Apart from this there are several patients with diabetes and hypertension who are under supervision, and are now under absolute control of their ailment. They have benefitted by following the dietary advices given by the centres. Whenever any major problem like cancer or chronic conditions like tuberculosis or leprosy is suspected, the patients are referred to headquarter hospitals immediately for follow ups.

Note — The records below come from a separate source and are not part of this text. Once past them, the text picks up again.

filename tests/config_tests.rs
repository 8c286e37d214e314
mod support;

use rust_decimal_macros::dec;

use gpuarb::application::SortMode;
use gpuarb::domain::Precision;
use gpuarb::error::{ConfigError, Error};
use gpuarb::infrastructure::config::settings::Config;

use support::fixtures::{market, write_temp};

#[test]
fn load_from_file() {
    let file = write_temp(
        "gpuarb.toml",
        r#"
[detector]
min_percentage_savings = 25
min_providers = 3

[usage]
unit_count = 8
duration_days = 7
hours_per_day = 12

[ranking]
precision = "tensor"
sort = "confidence"
top = 5
"#,
    );

    let config = Config::load(&file.path).unwrap();
    assert_eq!(config.detector.min_percentage_savings, dec!(25));
    assert_eq!(config.detector.min_providers, 3);
    assert_eq!(config.ranking.precision, Precision::Tensor);
    assert_eq!(config.ranking.sort, SortMode::Confidence);
    assert_eq!(config.ranking.top, Some(5));

    let scenario = config.usage_scenario().unwrap();
    assert_eq!(scenario.total_hours(), dec!(672));
}

#[test]
fn missing_file_is_read_error() {
    let result = Config::load("/nonexistent/gpuarb.toml");
    assert!(matches!(result, Err(Error::Config(ConfigError::ReadFile(_)))));
}

#[test]
fn empty_file_means_defaults() {
    let file = write_temp("empty.toml", "");
    let config = Config::load(&file.path).unwrap();
    assert_eq!(config.detector.min_percentage_savings, dec!(10));
    assert_eq!(config.usage_scenario().unwrap().total_hours(), dec!(720));
}

#[test]
fn rejects_savings_threshold_of_one_hundred() {
    let result = Config::parse_toml("[detector]\nmin_percentage_savings = 100\n");
    assert!(matches!(
        result,
        Err(Error::Config(ConfigError::InvalidValue {
            field: "min_percentage_savings",
            ..
        }))
    ));
}

#[test]
fn rejects_weights_not_summing_to_one() {
    let result = Config::parse_toml(
        "[classifier.weights]\navailability = 0.5\nreliability = 0.5\ndensity = 0.5\n",
    );
    assert!(matches!(
        result,
        Err(Error::Config(ConfigError::InvalidValue {
            field: "classifier_weights",
            ..
        }))
    ));
}

#[test]
fn rejects_zero_units() {
    let result = Config::parse_toml("[usage]\nunit_count = 0\n");
    assert!(matches!(
        result,
        Err(Error::Config(ConfigError::InvalidValue {
            field: "unit_count",
            ..
        }))
    ));
}

#[test]
fn rejects_alias_to_unknown_model() {
    let result = Config::parse_toml("[aliases]\n\"Mystery\" = \"B9000\"\n");
    assert!(matches!(
        result,
        Err(Error::Config(ConfigError::InvalidValue {
            field: "aliases",
            ..
        }))
    ));
}

#[test]
fn malformed_toml_is_parse_error() {
    let result = Config::parse_toml("[detector\nmin_providers = ");
    assert!(matches!(result, Err(Error::Config(ConfigError::Parse(_)))));
}

#[test]
fn custom_spec_makes_unknown_model_comparable() {
    let config = Config::parse_toml(
        r#"
[[gpu_specs]]
model = "B9000"
fp32 = 90.0
memory_gb = 192
architecture = "Blackwell"
"#,
    )
    .unwrap();

    let mut records = market();
    records.push(support::fixtures::record("Lambda", "B9000", dec!(4.00), 0.8));
    let analysis = config.engine().unwrap().analyze(&records);

    assert_eq!(analysis.report.unknown_models(), 0);
    let b9000 = analysis
        .opportunities()
        .find(|o| o.gpu_model().as_str() == "B9000")
        .unwrap();
    assert_eq!(b9000.cheapest().provider().as_str(), "Lambda");
}

#[test]
fn configured_priors_change_risk() {
    let config = Config::parse_toml("[classifier.reliability]\nLambdaLabs = 0.99\n").unwrap();
    let engine = config.engine().unwrap();
    let analysis = engine.analyze(&support::fixtures::a100_pair());

    // availability 0.55 still keeps it out of the low tier
    let tier = analysis.recommendations[0].assessment().risk_tier();
    assert_ne!(tier, gpuarb::domain::RiskTier::Low);
}

#[test]
fn example_template_is_valid() {
    let template = include_str!("../config.toml.example");
    let config = Config::parse_toml(template).unwrap();
    assert_eq!(config.detector.min_providers, 2);
    assert_eq!(config.ranking.sort, SortMode::Savings);
}
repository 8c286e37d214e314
//! Application services (use cases).
//!
//! The pipeline stages, leaves first: normalize, detect, classify, compose.
//! [`Engine`] wires them together; [`analytics`] offers extra read-only views.

pub mod analytics;
pub mod classifier;
pub mod composer;
pub mod detector;
pub mod engine;
pub mod normalizer;

pub use classifier::{ConfidenceWeights, RiskClassifier};
pub use composer::{rank, RecommendationComposer, SortMode};
pub use detector::{ArbitrageDetector, DetectorConfig};
pub use engine::{Analysis, Engine, EngineConfig};
pub use normalizer::{Normalization, Normalizer};
//! Shared setup for analysis commands: configuration, overrides, input.

use std::path::Path;

use tracing::debug;

use super::command::{ConfigOptionArg, DetectArgs, UsageArgs};
use super::{output, paths};
use crate::adapter::outbound::file::JsonFileSource;
use crate::application::Engine;
use crate::infrastructure::config::settings::Config;
use crate::error::Result;
use crate::port::{PriceSource, SourceBatch};

/// Load the configuration a command should run with and start logging.
///
/// An explicit `-c` path must exist. Without one, the default path is used
/// when present and built-in defaults otherwise.
#[allow(clippy::result_large_err)]
pub fn load_config(arg: &ConfigOptionArg) -> Result<Config> {
    let config = match &arg.config {
        Some(path) => Config::load(path)?,
        None => {
            let path = paths::default_config();
            if path.is_file() {
                Config::load(&path)?
            } else {
                Config::default()
            }
        }
    };
    init_logging(&config);
    Ok(config)
}

/// Start logging at the configured level, raised by `-v` flags.
pub fn init_logging(config: &Config) {
    match output::verbosity() {
        0 => config.init_logging(),
        1 => config.logging.with_level("debug").init(),
        _ => config.logging.with_level("trace").init(),
    }
}

/// Layer detection and ranking flags over the loaded configuration.
pub fn apply_detect(config: &mut Config, args: &DetectArgs) {
    if let Some(min_savings) = args.min_savings {
        config.detector.min_percentage_savings = min_savings;
    }
    if let Some(min_difference) = args.min_difference {
        config.detector.min_price_difference = min_difference;
    }
    if let Some(min_providers) = args.min_providers {
        config.detector.min_providers = min_providers;
    }
    if let Some(sort) = args.sort {
        config.ranking.sort = sort;
    }
    if let Some(top) = args.top {
        config.ranking.top = Some(top);
    }
    if let Some(precision) = args.precision {
        config.ranking.precision = precision;
    }
}

/// Layer usage scenario flags over the loaded configuration.
pub fn apply_usage(config: &mut Config, args: &UsageArgs) {
    if let Some(units) = args.units {
        config.usage.unit_count = units;
    }
    if let Some(days) = args.days {
        config.usage.duration_days = days;
    }
    if let Some(hours) = args.hours {
        config.usage.hours_per_day = hours;
    }
}

/// Configuration plus detection flags, validated into an engine.
#[allow(clippy::result_large_err)]
pub fn detect_engine(args: &DetectArgs, usage: Option<&UsageArgs>) -> Result<Engine> {
    let mut config = load_config(&args.config)?;
    apply_detect(&mut config, args);
    if let Some(usage) = usage {
        apply_usage(&mut config, usage);
    }
    config.engine()
}

/// Read a JSON price file.
#[allow(clippy::result_large_err)]
pub fn load_batch(path: &Path) -> Result<SourceBatch> {
    let source = JsonFileSource::new(path);
    debug!(source = %source.describe(), "Reading price records");
    source.load()
}

#[cfg(test)]
mod tests {
    use super::*;
    use crate::application::SortMode;
    use crate::domain::Precision;
    use rust_decimal_macros::dec;

    #[test]
    fn detect_flags_override_config() {
        let mut config = Config::default();
        let args = DetectArgs {
            min_savings: Some(dec!(30)),
            min_difference: Some(dec!(0.25)),
            min_providers: Some(3),
            sort: Some(SortMode::Confidence),
            top: Some(2),
            precision: Some(Precision::Tensor),
            ..DetectArgs::default()
        };

        apply_detect(&mut config, &args);

        assert_eq!(config.detector.min_percentage_savings, dec!(30));
        assert_eq!(config.detector.min_price_difference, dec!(0.25));
        assert_eq!(config.detector.min_providers, 3);
        assert_eq!(config.ranking.sort, SortMode::Confidence);
        assert_eq!(config.ranking.top, Some(2));
        assert_eq!(config.ranking.precision, Precision::Tensor);
    }

    #[test]
    fn absent_flags_keep_config() {
        let mut config = Config::default();
        apply_detect(&mut config, &DetectArgs::default());
        apply_usage(&mut config, &UsageArgs::default());

        assert_eq!(config.detector.min_percentage_savings, dec!(10));
        assert_eq!(config.usage.duration_days, 30);
        assert_eq!(config.ranking.top, None);
    }

    #[test]
    fn usage_flags_override_config() {
        let mut config = Config::default();
        let args = UsageArgs {
            units: Some(4),
            days: Some(10),
            hours: Some(dec!(8)),
        };

        apply_usage(&mut config, &args);

        let scenario = config.usage_scenario().unwrap();
        assert_eq!(scenario.total_hours(), dec!(320));
    }

    #[test]
    fn invalid_override_fails_validation() {
        let mut config = Config::default();
        let args = DetectArgs {
            min_savings: Some(dec!(150)),
            ..DetectArgs::default()
        };
        apply_detect(&mut config, &args);
        assert!(config.engine().is_err());
    }

    #[test]
    fn explicit_missing_config_is_an_error() {
        let arg = ConfigOptionArg {
            config: Some("/nonexistent/gpuarb.toml".into()),
        };
        assert!(load_config(&arg).is_err());
    }

    #[test]
    fn explicit_config_is_loaded() {
        let dir = tempfile::tempdir().unwrap();
        let path = dir.path().join("config.toml");
        std::fs::write(&path, "[detector]\nmin_percentage_savings = 42\n").unwrap();

        let config = load_config(&ConfigOptionArg { config: Some(path) }).unwrap();
        assert_eq!(config.detector.min_percentage_savings, dec!(42));
    }
}
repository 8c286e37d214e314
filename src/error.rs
use thiserror::Error;

use crate::domain::error::{DomainError, RecordError};

/// Configuration-related errors with structured variants.
#[derive(Error, Debug)]
pub enum ConfigError {
    #[error("missing required field: {field}")]
    MissingField { field: &'static str },

    #[error("invalid value for {field}: {reason}")]
    InvalidValue { field: &'static str, reason: String },

    #[error("failed to read config file: {0}")]
    ReadFile(#[source] std::io::Error),

    #[error("failed to parse config: {0}")]
    Parse(#[source] toml::de::Error),

    #[error("{0}")]
    Other(String),
}

#[derive(Error, Debug)]
pub enum Error {
    #[error(transparent)]
    Config(#[from] ConfigError),

    #[error(transparent)]
    Domain(#[from] DomainError),

    /// A model name given on the command line that the spec table lacks.
    #[error(transparent)]
    Record(#[from] RecordError),

    /// Input that is not a collection of price records at all.
    #[error("invalid input: {0}")]
    Input(String),

    #[error("JSON parsing error: {0}")]
    Json(#[from] serde_json::Error),

    #[error("IO error: {0}")]
    Io(#[from] std::io::Error),
}

pub type Result<T> = std::result::Result<T, Error>;
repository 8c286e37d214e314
use std::fs;
use std::path::PathBuf;

use rust_decimal::Decimal;
use rust_decimal_macros::dec;
use tempfile::TempDir;

use gpuarb::domain::PriceRecord;

pub fn record(provider: &str, model: &str, price: Decimal, availability: f64) -> PriceRecord {
    PriceRecord::new(provider, model, "", price, availability)
}

/// AWS vs LambdaLabs A100.
pub fn a100_pair() -> Vec<PriceRecord> {
    vec![
        PriceRecord::new("AWS", "A100", "us-east-1", dec!(32.77), 0.92),
        PriceRecord::new("LambdaLabs", "A100", "us-west-1", dec!(1.10), 0.55),
    ]
}

/// A mixed market with several models, spellings and one bad record.
pub fn market() -> Vec<PriceRecord> {
    vec![
        PriceRecord::new("AWS", "A100", "us-east-1", dec!(32.77), 0.92),
        PriceRecord::new("LambdaLabs", "A100-80GB", "us-west-1", dec!(1.10), 0.55),
        PriceRecord::new("GCP", "NVIDIA A100", "us-central1", dec!(3.67), 0.95),
        PriceRecord::new("RunPod", "A100-40GB", "", dec!(1.19), 0.70),
        PriceRecord::new("AWS", "V100", "us-east-1", dec!(3.06), 0.95),
        PriceRecord::new("Azure", "V100", "eastus", dec!(3.06), 0.90),
        PriceRecord::new("Vast", "V100", "", dec!(0.89), 0.60),
        PriceRecord::new("CoreWeave", "H100", "us-east", dec!(4.25), 0.85),
        PriceRecord::new("Vast", "H100", "", dec!(2.40), 0.65),
        PriceRecord::new("AWS", "T4", "us-east-1", dec!(0.53), 0.98),
        PriceRecord::new("Oracle", "B9000", "", dec!(9.99), 0.90),
        PriceRecord::new("GCP", "T4", "us-central1", dec!(0.0), 0.95),
    ]
}

/// JSON document with the Scenario 1 pair.
pub const A100_PAIR_JSON: &str = r#"[
  {"provider": "AWS", "gpu_model": "A100", "region": "us-east-1",
   "price_per_hour": 32.77, "availability": 0.92},
  {"provider": "LambdaLabs", "gpu_model": "A100", "region": "us-west-1",
   "price_per_hour": 1.10, "availability": 0.55}
]"#;

/// Temporary directory holding one file.
pub struct TempFile {
    _dir: TempDir,
    pub path: PathBuf,
}

pub fn write_temp(name: &str, contents: &str) -> TempFile {
    let dir = tempfile::tempdir().expect("create temp dir");
    let path = dir.path().join(name);
    fs::write(&path, contents).expect("write temp file");
    TempFile { _dir: dir, path }
}
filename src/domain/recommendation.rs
//! Final, usage-scaled recommendations.

use super::assessment::ConfidenceAssessment;
use super::money::{Hours, Price};
use super::opportunity::ArbitrageOpportunity;
use super::usage::UsageScenario;

/// An opportunity with its confidence assessment and projected costs.
#[derive(Debug, Clone, PartialEq)]
pub struct Recommendation {
    opportunity: ArbitrageOpportunity,
    assessment: ConfidenceAssessment,
    scenario: UsageScenario,
    total_hours: Hours,
    total_cost: Price,
    total_savings: Price,
    monthly_cost: Price,
    monthly_savings: Price,
}

/// Usage-scaled totals computed for a recommendation.
#[derive(Debug, Clone, Copy, PartialEq, Eq)]
pub struct Projection {
    pub total_hours: Hours,
    pub total_cost: Price,
    pub total_savings: Price,
    pub monthly_cost: Price,
    pub monthly_savings: Price,
}

impl Recommendation {
    pub(crate) fn new(
        opportunity: ArbitrageOpportunity,
        assessment: ConfidenceAssessment,
        scenario: UsageScenario,
        projection: Projection,
    ) -> Self {
        Self {
            opportunity,
            assessment,
            scenario,
            total_hours: projection.total_hours,
            total_cost: projection.total_cost,
            total_savings: projection.total_savings,
            monthly_cost: projection.monthly_cost,
            monthly_savings: projection.monthly_savings,
        }
    }

    pub fn opportunity(&self) -> &ArbitrageOpportunity {
        &self.opportunity
    }

    pub fn assessment(&self) -> &ConfidenceAssessment {
        &self.assessment
    }

    pub fn scenario(&self) -> &UsageScenario {
        &self.scenario
    }

    /// Instance-hours covered by the scenario.
    pub fn total_hours(&self) -> Hours {
        self.total_hours
    }

    /// Cost of the scenario at the cheapest provider.
    pub fn total_cost(&self) -> Price {
        self.total_cost
    }

    /// Savings of the scenario versus the most expensive provider.
    pub fn total_savings(&self) -> Price {
        self.total_savings
    }

    /// Average monthly cost at the cheapest provider.
    pub fn monthly_cost(&self) -> Price {
        self.monthly_cost
    }

    /// Average monthly savings versus the most expensive provider.
    pub fn monthly_savings(&self) -> Price {
        self.monthly_savings
    }
}
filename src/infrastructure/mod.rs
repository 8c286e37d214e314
//! Infrastructure layer.
//!
//! Technical concerns that support the application without containing
//! business logic.
//!
//! # Submodules
//!
//! - [`config`] - Configuration loading, validation and logging setup

pub mod config;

Frequent visits from doctors have been phenomenal in raising more awareness about good hygiene practices and the importance of availing healthcare services in the villages. A shining example of one such doctors is Dr. N Krishna Murthy, who joined government service as Medical Officer at Primary Health Centre at Eral and served between 1974 and 1980. Thereafter he is practicing as a Private Medical Practitioner at Eral, a rural belt in Thoothukudi district. He joined TVS Medical Centre and has been working since its inception at Erattai Tirupati. Medical practitioners like him have been working closely with SST, committed to the mission of improving well-being of rural India. Doctors like him have put in hours and hours of relentless service for the benefit of society. Without the aid of qualified practitioners, the health and wellness of local communities can be at stake and this could result in several outbreaks of communicable diseases.
Doctors and medical practitioners are key to the survival of communities; however, they need to be supported with adequate infrastructure and supplies to provide aid to a larger audience. There is still a dire need to scale up the kind of healthcare facilities rural India has access to. The rural healthcare system is a work in progress and the collaborative efforts by corporates with Government together can pave the way for strengthening the quality of healthcare in India.
Swaran Singh, IAS (R) is the Chairman of the Srinivasan Services Trust (SST), the social arm of the TVS Motor Company since August, 2018. Before joining SST, Mr. Singh was into public service, where he worked for over three decades. He held significant portfolio in the Government of Tamil Nadu as the Corporation Commissioner in Trichy, District Collector of Tuticorin, and Chairman & MD of TWAD board and Chairman of TNEB. He retired from the Government of Tamil Nadu as Principal Secretary & Commissioner for Industries & Commerce.
SST, founded in 1996, focuses on helping villages develop in a holistic and sustainable manner, creating self-reliant communities across six core areas: Economic Development, Health & Sanitation, Health, Infrastructure, Women Empowerment, Education and Environment. SST partners with government bodies, training institutions, NGOs and other policy makers in over five thousand villages across five states to develop skilled and ‘industry ready’ workforce in different sectors. SST works with government agencies to provide training to unemployed young men and women in project villages. Besides providing vocational training courses, SST also arranges for training in soft skills, language classes, etc. It offers 21 types of vocational training courses to the youth in the project villages. SST offers career guidance and counselling to high school graduates, while making them independent and financially able. The organization has conducted career guidance programmes in 843 high schools.